**Task to complete:** Every record must be restated exactly as written.

**Information provided:**
_ _ _ _ _ _ _
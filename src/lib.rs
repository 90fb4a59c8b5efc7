// 该文件是 Huitu （绘图） 项目的一部分。
// src/lib.rs - 库主文件
//
// 本文件根据 Apache 许可证第 2.0 版（以下简称“许可证”）授权使用；
// 除非遵守该许可证条款，否则您不得使用本文件。
// 您可通过以下网址获取许可证副本：
// http://www.apache.org/licenses/LICENSE-2.0
// 除非适用法律要求或书面同意，根据本许可协议分发的软件均按“原样”提供，
// 不附带任何形式的明示或暗示的保证或条件。
// 有关许可权限与限制的具体条款，请参阅本许可协议。
//
// Copyright (C) 2026 Johann Li <me@qinka.pro>, Wareless Group

pub mod draw;
pub mod frame;
pub mod input;
pub mod labels;
pub mod output;
pub mod palette;
pub mod render;
pub mod timer;

pub trait FromUrl {
  type Error;
  fn from_url(url: &url::Url) -> Result<Self, Self::Error>
  where
    Self: Sized;
}

pub trait FromUrlWithScheme: FromUrl {
  const SCHEME: &'static str;
}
_ _ _ _ _ _ _
**Written solution:**
filename src/lib.rs
repository 90fb4a59c8b5efc7
// 该文件是 Huitu （绘图） 项目的一部分。
// src/lib.rs - 库主文件
//
// 本文件根据 Apache 许可证第 2.0 版（以下简称“许可证”）授权使用；
// 除非遵守该许可证条款，否则您不得使用本文件。
// 您可通过以下网址获取许可证副本：
// http://www.apache.org/licenses/LICENSE-2.0
// 除非适用法律要求或书面同意，根据本许可协议分发的软件均按“原样”提供，
// 不附带任何形式的明示或暗示的保证或条件。
// 有关许可权限与限制的具体条款，请参阅本许可协议。
//
// Copyright (C) 2026 Johann Li <me@qinka.pro>, Wareless Group

pub mod draw;
pub mod frame;
pub mod input;
pub mod labels;
pub mod output;
pub mod palette;
pub mod render;
pub mod timer;

pub trait FromUrl {
  type Error;
  fn from_url(url: &url::Url) -> Result<Self, Self::Error>
  where
    Self: Sized;
}

pub trait FromUrlWithScheme: FromUrl {
  const SCHEME: &'static str;
}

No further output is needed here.